Unimolecular Micelles from Randomly Grafted Arborescent Copolymers with Different Core Branching Densities: Encapsulation of Doxorubicin and In Vitro Release Study

Materials 2023, 16(6), 2461; https://doi.org/10.3390/ma16062461
by Mosa Alsehli 1,2 and Mario Gauthier 2,*
Reviewer 1:
Xuman Chen
Reviewer 2: Anonymous
Materials 2023, 16(6), 2461; https://doi.org/10.3390/ma16062461
Submission received: 22 February 2023 / Revised: 17 March 2023 / Accepted: 19 March 2023 / Published: 20 March 2023
(This article belongs to the Special Issue Νanoparticles for Biomedical Applications)

Round 1

Reviewer 1 Report

In this manuscript, Gauthier and Alsehli report the study of unimolecular micelles from randomly grafted arborescent copolymers for encapsulation and in vitro release of Doxorubicin. The copolymers based on poly(γ-benzyl L-glutamate) (PBG) are designed and synthesized, and poly(ethylene oxide) (PEO) is modified randomly in different core branching densities.

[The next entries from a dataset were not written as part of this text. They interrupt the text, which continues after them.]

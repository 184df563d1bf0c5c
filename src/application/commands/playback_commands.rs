// src/application/commands/playback_commands.rs

use crate::application::dto::{PlaybackViewDto, PlayerViewDto, ResumePromptDto};
use crate::application::error_handling::ErrorResponse;
use crate::application::state::AppState;
use crate::domain::{ContentRef, MediaMeta};
use crate::services::{PlaybackPhase, PlaybackRequest};

pub fn open_playback(
    state: &AppState,
    content: ContentRef,
    meta: MediaMeta,
    start_at: Option<f64>,
) -> Result<PlaybackViewDto, ErrorResponse> {
    let mut request = PlaybackRequest::new(content).with_meta(meta);
    if let Some(offset) = start_at {
        request = request.starting_at(offset);
    }

    state.playback_service.open(request)?;
    Ok(current_view(state))
}

pub fn continue_from_saved(state: &AppState) -> Result<PlaybackViewDto, ErrorResponse> {
    state.playback_service.resume_continue()?;
    Ok(current_view(state))
}

pub fn start_over(state: &AppState) -> Result<PlaybackViewDto, ErrorResponse> {
    state.playback_service.resume_restart()?;
    Ok(current_view(state))
}

pub fn set_player_visible(state: &AppState, visible: bool) -> Result<PlaybackPhase, ErrorResponse> {
    let phase = if visible {
        state.playback_service.resume_view()?
    } else {
        state.playback_service.pause_view()?
    };
    Ok(phase)
}

pub fn close_playback(state: &AppState) -> Result<(), ErrorResponse> {
    state.playback_service.close()?;
    Ok(())
}

fn current_view(state: &AppState) -> PlaybackViewDto {
    let prompt = state
        .playback_service
        .pending_prompt()
        .and_then(|(content, meta, decision)| {
            ResumePromptDto::from_decision(&content, &meta, &decision)
        });
    let player = state.playback_service.mounted().map(PlayerViewDto::from);
    PlaybackViewDto { prompt, player }
}
// src/repositories/mod.rs
//
// Repository layer
//
// CRITICAL RULES:
// - Repositories are DUMB data mappers
// - NO business logic
// - NO invariant enforcement
// - NO event emission
// - NO cross-repository calls
// - Key strings come from StorageKeys only

pub mod continue_watching_repository;
pub mod key_value_store;
pub mod preferences_repository;
pub mod progress_repository;
pub mod storage_keys;

pub use continue_watching_repository::{ContinueWatchingRepository, KvContinueWatchingRepository};
pub use key_value_store::{KeyValueStore, MemoryKeyValueStore, SqliteKeyValueStore};
pub use preferences_repository::{KvPreferencesRepository, PreferencesRepository};
pub use progress_repository::{KvProgressRepository, ProgressRepository};
pub use storage_keys::StorageKeys;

They all show good encapsulation capability of Doxorubicin, and the release dynamics exhibits faster in pH 5.5 than that in pH 7.4. The experimental data sufficiently support the conclusion, and the manuscript is well-written. I would recommend this manuscript to be published in Materials after addressing some revisions below:

1 In Figure 1, the integrals of all the peaks are suggested to be larger for more clearly exhibition of the ratio of protons.

2 In Scheme 2, the partial hydrolysis for the secondary modification seems not exhibit clearly, please adjust the items for better exhibition.

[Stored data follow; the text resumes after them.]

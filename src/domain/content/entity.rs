use serde::{Deserialize, Deserializer, Serialize, Serializer};
use std::fmt;

/// Kind of playable content.
///
/// On the wire (player messages, embed URLs, stored JSON) series are called
/// `tv`; `series` and `show` are accepted as aliases when reading.
#[derive(Debug, Clone, Copy, PartialEq, Eq, Hash, Serialize, Deserialize)]
pub enum MediaType {
    #[serde(rename = "movie")]
    Movie,
    #[serde(rename = "tv", alias = "series", alias = "show")]
    Series,
}

impl MediaType {
    /// Lenient parse used for untrusted input (player messages).
    pub fn from_wire(raw: &str) -> Option<Self> {
        match raw.trim().to_ascii_lowercase().as_str() {
            "movie" => Some(MediaType::Movie),
            "tv" | "series" | "show" => Some(MediaType::Series),
            _ => None,
        }
    }

    /// Path segment used by the embeddable player.
    pub fn embed_segment(&self) -> &'static str {
        match self {
            MediaType::Movie => "movie",
            MediaType::Series => "tv",
        }
    }
}

impl fmt::Display for MediaType {
    fn fmt(&self, f: &mut fmt::Formatter<'_>) -> fmt::Result {
        match self {
            MediaType::Movie => write!(f, "movie"),
            MediaType::Series => write!(f, "series"),
        }
    }
}

/// External catalog identifier.
///
/// Opaque to this crate. The player and the catalog send it either as a JSON
/// number or a JSON string; both are normalized to the decimal/string form.
#[derive(Debug, Clone, PartialEq, Eq, Hash, PartialOrd, Ord)]
pub struct ContentId(String);

impl ContentId {
    pub fn new(raw: impl Into<String>) -> Self {
        Self(raw.into().trim().to_string())
    }

    pub fn as_str(&self) -> &str {
        &self.0
    }

    pub fn is_blank(&self) -> bool {
        self.0.is_empty()
    }

    /// Reads an id out of an arbitrary JSON value.
    /// Numbers, non-empty strings are accepted; everything else is absent.
    pub fn from_json(value: &serde_json::Value) -> Option<Self> {
        match value {
            serde_json::Value::String(s) if !s.trim().is_empty() => Some(Self::new(s.as_str())),
            serde_json::Value::Number(n) => Some(Self::new(n.to_string())),
            _ => None,
        }
    }
}

impl fmt::Display for ContentId {
    fn fmt(&self, f: &mut fmt::Formatter<'_>) -> fmt::Result {
        f.write_str(&self.0)
    }
}

impl From<&str> for ContentId {
    fn from(raw: &str) -> Self {
        Self::new(raw)
    }
}

impl From<String> for ContentId {
    fn from(raw: String) -> Self {
        Self::new(raw)
    }
}

impl From<u64> for ContentId {
    fn from(raw: u64) -> Self {
        Self(raw.to_string())
    }
}

impl Serialize for ContentId {
    fn serialize<S: Serializer>(&self, serializer: S) -> Result<S::Ok, S::Error> {
        serializer.serialize_str(&self.0)
    }
}

impl<'de> Deserialize<'de> for ContentId {
    fn deserialize<D: Deserializer<'de>>(deserializer: D) -> Result<Self, D::Error> {
        let value = serde_json::Value::deserialize(deserializer)?;
        ContentId::from_json(&value)
            .ok_or_else(|| serde::de::Error::custom("content id must be a number or a non-empty string"))
    }
}

/// Deterministic progress-tracking key: `movie-{id}` or `series-{id}-s{season}e{episode}`.
#[derive(Debug, Clone, PartialEq, Eq, Hash, PartialOrd, Ord, Serialize, Deserialize)]
#[serde(transparent)]
pub struct ContentKey(String);

impl ContentKey {
    pub fn as_str(&self) -> &str {
        &self.0
    }
}

impl fmt::Display for ContentKey {
    fn fmt(&self, f: &mut fmt::Formatter<'_>) -> fmt::Result {
        f.write_str(&self.0)
    }
}

/// Identifies a playable unit.
///
/// Season/episode defaulting happens here and nowhere else: a series
/// reference always carries both numbers (missing or zero becomes 1), a
/// movie reference never carries either.
#[derive(Debug, Clone, PartialEq, Eq, Hash, Serialize, Deserialize)]
#[serde(from = "ContentRefWire", into = "ContentRefWire")]
pub struct ContentRef {
    id: ContentId,
    media_type: MediaType,
    season: Option<u32>,
    episode: Option<u32>,
}

impl ContentRef {
    pub fn new(
        id: impl Into<ContentId>,
        media_type: MediaType,
        season: Option<u32>,
        episode: Option<u32>,
    ) -> Self {
        let (season, episode) = match media_type {
            MediaType::Movie => (None, None),
            MediaType::Series => (
                Some(season.filter(|s| *s > 0).unwrap_or(1)),
                Some(episode.filter(|e| *e > 0).unwrap_or(1)),
            ),
        };
        Self {
            id: id.into(),
            media_type,
            season,
            episode,
        }
    }

    pub fn movie(id: impl Into<ContentId>) -> Self {
        Self::new(id, MediaType::Movie, None, None)
    }

    pub fn series(id: impl Into<ContentId>, season: Option<u32>, episode: Option<u32>) -> Self {
        Self::new(id, MediaType::Series, season, episode)
    }

    pub fn id(&self) -> &ContentId {
        &self.id
    }

    pub fn media_type(&self) -> MediaType {
        self.media_type
    }

    pub fn season(&self) -> Option<u32> {
        self.season
    }

    pub fn episode(&self) -> Option<u32> {
        self.episode
    }

    pub fn key(&self) -> ContentKey {
        match self.media_type {
            MediaType::Movie => ContentKey(format!("movie-{}", self.id)),
            MediaType::Series => ContentKey(format!(
                "series-{}-s{}e{}",
                self.id,
                self.season.unwrap_or(1),
                self.episode.unwrap_or(1)
            )),
        }
    }
}

#[derive(Serialize, Deserialize)]
#[serde(rename_all = "camelCase")]
struct ContentRefWire {
    id: ContentId,
    media_type: MediaType,
    #[serde(default, skip_serializing_if = "Option::is_none")]
    season: Option<u32>,
    #[serde(default, skip_serializing_if = "Option::is_none")]
    episode: Option<u32>,
}

impl From<ContentRefWire> for ContentRef {
    fn from(wire: ContentRefWire) -> Self {
        ContentRef::new(wire.id, wire.media_type, wire.season, wire.episode)
    }
}

impl From<ContentRef> for ContentRefWire {
    fn from(content: ContentRef) -> Self {
        Self {
            id: content.id,
            media_type: content.media_type,
            season: content.season,
            episode: content.episode,
        }
    }
}

#[cfg(test)]
mod tests {
    use super::*;
    use serde_json::json;

    #[test]
    fn test_movie_key() {
        assert_eq!(ContentRef::movie(42u64).key().as_str(), "movie-42");
    }

    #[test]
    fn test_series_key_includes_season_and_episode() {
        let a = ContentRef::series(42u64, Some(2), Some(5));
        let b = ContentRef::series(42u64, Some(2), Some(6));
        assert_eq!(a.key().as_str(), "series-42-s2e5");
        assert_ne!(a.key(), b.key());
    }

    #[test]
    fn test_series_defaults_season_and_episode_to_one() {
        let content = ContentRef::series("7", None, Some(0));
        assert_eq!(content.season(), Some(1));
        assert_eq!(content.episode(), Some(1));
        assert_eq!(content.key().as_str(), "series-7-s1e1");
    }

    #[test]
    fn test_movie_drops_season_and_episode() {
        let content = ContentRef::new("9", MediaType::Movie, Some(3), Some(4));
        assert_eq!(content.season(), None);
        assert_eq!(content.episode(), None);
    }

    #[test]
    fn test_content_id_accepts_numbers_and_strings() {
        assert_eq!(ContentId::from_json(&json!(550)).unwrap().as_str(), "550");
        assert_eq!(ContentId::from_json(&json!(" tt01 ")).unwrap().as_str(), "tt01");
        assert!(ContentId::from_json(&json!("")).is_none());
        assert!(ContentId::from_json(&json!(null)).is_none());
        assert!(ContentId::from_json(&json!({"id": 1})).is_none());
    }

    #[test]
    fn test_wire_form_applies_defaults() {
        let content: ContentRef =
            serde_json::from_value(json!({"id": 1399, "mediaType": "tv"})).unwrap();
        assert_eq!(content.key().as_str(), "series-1399-s1e1");

        let stored = serde_json::to_value(&content).unwrap();
        assert_eq!(
            stored,
            json!({"id": "1399", "mediaType": "tv", "season": 1, "episode": 1})
        );
    }

    #[test]
    fn test_media_type_from_wire() {
        assert_eq!(MediaType::from_wire("TV"), Some(MediaType::Series));
        assert_eq!(MediaType::from_wire("series"), Some(MediaType::Series));
        assert_eq!(MediaType::from_wire("movie"), Some(MediaType::Movie));
        assert_eq!(MediaType::from_wire("person"), None);
    }
}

3 Please give more explanation for the formation of unimolecular micelles instead of multimolecular micelles. Only the data of DLS and morphology seems not so solid.

4 In Figure 6c, the peaks of DOX seem not so clear, please provide a clearer spectrum.

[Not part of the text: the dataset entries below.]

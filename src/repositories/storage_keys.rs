// src/repositories/storage_keys.rs
//
// Persisted key layout. The only place key strings are assembled.

use crate::domain::ContentKey;

#[derive(Debug, Clone, PartialEq, Eq)]
pub struct StorageKeys {
    namespace: String,
}

impl StorageKeys {
    pub fn new(namespace: impl Into<String>) -> Self {
        Self {
            namespace: namespace.into(),
        }
    }

    /// `{ns}:progress:{contentKey}`
    pub fn progress(&self, key: &ContentKey) -> String {
        format!("{}:progress:{}", self.namespace, key)
    }

    /// `{ns}:continueWatching`
    pub fn continue_watching(&self) -> String {
        format!("{}:continueWatching", self.namespace)
    }

    /// `{ns}:heroMuted`
    pub fn hero_muted(&self) -> String {
        format!("{}:heroMuted", self.namespace)
    }
}

impl Default for StorageKeys {
    fn default() -> Self {
        Self::new("app")
    }
}
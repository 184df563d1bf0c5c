// src/events/types.rs
//
// All domain events in the system.
// Each event represents an immutable fact that has already occurred.
//
// CRITICAL RULES:
// - Events are facts, not commands
// - Events are immutable
// - Events carry only the data needed to react
// - No business logic in event types

use chrono::{DateTime, Utc};
use serde::{Deserialize, Serialize};
use uuid::Uuid;

use crate::domain::ContentKey;

/// Trait that all domain events must implement
pub trait DomainEvent: std::fmt::Debug + Clone {
    /// Unique identifier for this event instance
    fn event_id(&self) -> Uuid;

    /// When this event occurred
    fn occurred_at(&self) -> DateTime<Utc>;

    /// Human-readable event type name
    fn event_type(&self) -> &'static str;
}

macro_rules! domain_event {
    ($name:ident) => {
        impl DomainEvent for $name {
            fn event_id(&self) -> Uuid {
                self.event_id
            }
            fn occurred_at(&self) -> DateTime<Utc> {
                self.occurred_at
            }
            fn event_type(&self) -> &'static str {
                stringify!($name)
            }
        }
    };
}

// ============================================================================
// PROGRESS EVENTS
// ============================================================================

/// Emitted after a debounced progress write reached storage
#[derive(Debug, Clone, Serialize, Deserialize)]
pub struct ProgressPersisted {
    pub event_id: Uuid,
    pub occurred_at: DateTime<Utc>,
    pub content_key: ContentKey,
    pub current_time: f64,
    pub progress: f64,
}

impl ProgressPersisted {
    pub fn new(content_key: ContentKey, current_time: f64, progress: f64) -> Self {
        Self {
            event_id: Uuid::new_v4(),
            occurred_at: Utc::now(),
            content_key,
            current_time,
            progress,
        }
    }
}

domain_event!(ProgressPersisted);

/// Emitted when the user explicitly drops saved progress for a key
#[derive(Debug, Clone, Serialize, Deserialize)]
pub struct ProgressForgotten {
    pub event_id: Uuid,
    pub occurred_at: DateTime<Utc>,
    pub content_key: ContentKey,
}

impl ProgressForgotten {
    pub fn new(content_key: ContentKey) -> Self {
        Self {
            event_id: Uuid::new_v4(),
            occurred_at: Utc::now(),
            content_key,
        }
    }
}

domain_event!(ProgressForgotten);

// ============================================================================
// CONTINUE WATCHING EVENTS
// ============================================================================

/// Refresh signal for anything rendering the continue-watching row
#[derive(Debug, Clone, Serialize, Deserialize)]
pub struct ContinueWatchingUpdated {
    pub event_id: Uuid,
    pub occurred_at: DateTime<Utc>,
    pub entry_count: usize,
}

impl ContinueWatchingUpdated {
    pub fn new(entry_count: usize) -> Self {
        Self {
            event_id: Uuid::new_v4(),
            occurred_at: Utc::now(),
            entry_count,
        }
    }
}

domain_event!(ContinueWatchingUpdated);

// ============================================================================
// PLAYBACK EVENTS
// ============================================================================

/// Emitted when the player surface is mounted
#[derive(Debug, Clone, Serialize, Deserialize)]
pub struct PlaybackStarted {
    pub event_id: Uuid,
    pub occurred_at: DateTime<Utc>,
    pub content_key: ContentKey,
    pub offset_seconds: u64,
}

impl PlaybackStarted {
    pub fn new(content_key: ContentKey, offset_seconds: u64) -> Self {
        Self {
            event_id: Uuid::new_v4(),
            occurred_at: Utc::now(),
            content_key,
            offset_seconds,
        }
    }
}

domain_event!(PlaybackStarted);

/// Emitted when the playback view is dismissed
#[derive(Debug, Clone, Serialize, Deserialize)]
pub struct PlaybackClosed {
    pub event_id: Uuid,
    pub occurred_at: DateTime<Utc>,
    pub content_key: ContentKey,
}

impl PlaybackClosed {
    pub fn new(content_key: ContentKey) -> Self {
        Self {
            event_id: Uuid::new_v4(),
            occurred_at: Utc::now(),
            content_key,
        }
    }
}

domain_event!(PlaybackClosed);

/// Emitted for every dropped player message (debug/diagnostics only)
#[derive(Debug, Clone, Serialize, Deserialize)]
pub struct PlayerMessageRejected {
    pub event_id: Uuid,
    pub occurred_at: DateTime<Utc>,
    pub reason: String,
}

impl PlayerMessageRejected {
    pub fn new(reason: impl Into<String>) -> Self {
        Self {
            event_id: Uuid::new_v4(),
            occurred_at: Utc::now(),
            reason: reason.into(),
        }
    }
}

domain_event!(PlayerMessageRejected);
// src/services/progress_receiver.rs
//
// Player Message Receiver - the boundary between the player frame and the tracker
//
// CRITICAL RULES:
// - Untrusted input: wrong origin or malformed payload is dropped (debug log only)
// - Never writes storage itself; accepted reports go to the ProgressTracker
// - Every drop emits PlayerMessageRejected for diagnostics

use std::sync::{Arc, PoisonError, RwLock};

use log::debug;
use serde_json::Value;

use crate::domain::ContentRef;
use crate::events::{EventBus, PlayerMessageRejected};
use crate::integrations::player::{parse_player_message, PlayerMessage};
use crate::services::progress_tracker::{ProgressTracker, RecordOutcome};

/// What is currently mounted in the player, shared with the playback service.
#[derive(Debug, Clone, Default)]
pub struct ActiveSession {
    current: Arc<RwLock<Option<ContentRef>>>,
}

impl ActiveSession {
    pub fn new() -> Self {
        Self::default()
    }

    pub fn set(&self, content: ContentRef) {
        *self.current.write().unwrap_or_else(PoisonError::into_inner) = Some(content);
    }

    pub fn clear(&self) {
        *self.current.write().unwrap_or_else(PoisonError::into_inner) = None;
    }

    pub fn current(&self) -> Option<ContentRef> {
        self.current
            .read()
            .unwrap_or_else(PoisonError::into_inner)
            .clone()
    }
}

#[derive(Debug, Clone, PartialEq, Eq)]
pub enum MessageOutcome {
    /// Forwarded to the tracker
    Accepted(RecordOutcome),
    /// Valid, but not a progress report
    Ignored,
    /// Dropped; the reason is for logs only
    Rejected(String),
}

pub struct PlayerMessageReceiver {
    trusted_origin: String,
    tracker: ProgressTracker,
    session: ActiveSession,
    event_bus: Arc<EventBus>,
}

impl PlayerMessageReceiver {
    pub fn new(
        trusted_origin: impl Into<String>,
        tracker: ProgressTracker,
        session: ActiveSession,
        event_bus: Arc<EventBus>,
    ) -> Self {
        Self {
            trusted_origin: trusted_origin.into(),
            tracker,
            session,
            event_bus,
        }
    }

    pub fn handle_message(&self, origin: &str, payload: &Value) -> MessageOutcome {
        if origin != self.trusted_origin {
            return self.reject(format!("untrusted origin {}", origin));
        }

        match parse_player_message(payload) {
            Ok(PlayerMessage::Progress(event)) => {
                let active = self.session.current();
                let content = event.content_ref(active.as_ref());
                let outcome =
                    self.tracker
                        .record_progress(&content, event.current_time, event.duration);
                MessageOutcome::Accepted(outcome)
            }
            Ok(PlayerMessage::Other(kind)) => {
                debug!("Ignoring player event {}", kind);
                MessageOutcome::Ignored
            }
            Err(e) => self.reject(e.to_string()),
        }
    }

    fn reject(&self, reason: String) -> MessageOutcome {
        debug!("Dropping player message: {}", reason);
        self.event_bus.emit(PlayerMessageRejected::new(reason.clone()));
        MessageOutcome::Rejected(reason)
    }
}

5 Figure 7 shows that the copolymers show potential for controllable release in tumor environment. It is better to study the release dynamics when the pH changes from 5.5 to 7.4 in situ.

6 The authors may consider citing the latest progress on controllable load and release nanoparticles, such as Nat. Commun. 2022, 12, 4993; ACS Appl. Mater. Interfaces, 2018, 10, 24987.

Author Response

In this manuscript, Gauthier and Alsehli report the study of unimolecular micelles from randomly grafted arborescent copolymers for encapsulation and in vitro release of Doxorubicin. The copolymers based on poly(γ-benzyl L-glutamate) (PBG) are designed and synthesized, and poly(ethylene oxide) (PEO) is modified randomly in different core branching densities. They all show good encapsulation capability of Doxorubicin, and the release dynamics exhibits faster in pH 5.5 than that in pH 7.4. The experimental data sufficiently support the conclusion, and the manuscript is well-written. I would recommend this manuscript to be published in Materials after addressing some revisions below:

1 In Figure 1, the integrals of all the peaks are suggested to be larger for more clearly exhibition of the ratio of protons.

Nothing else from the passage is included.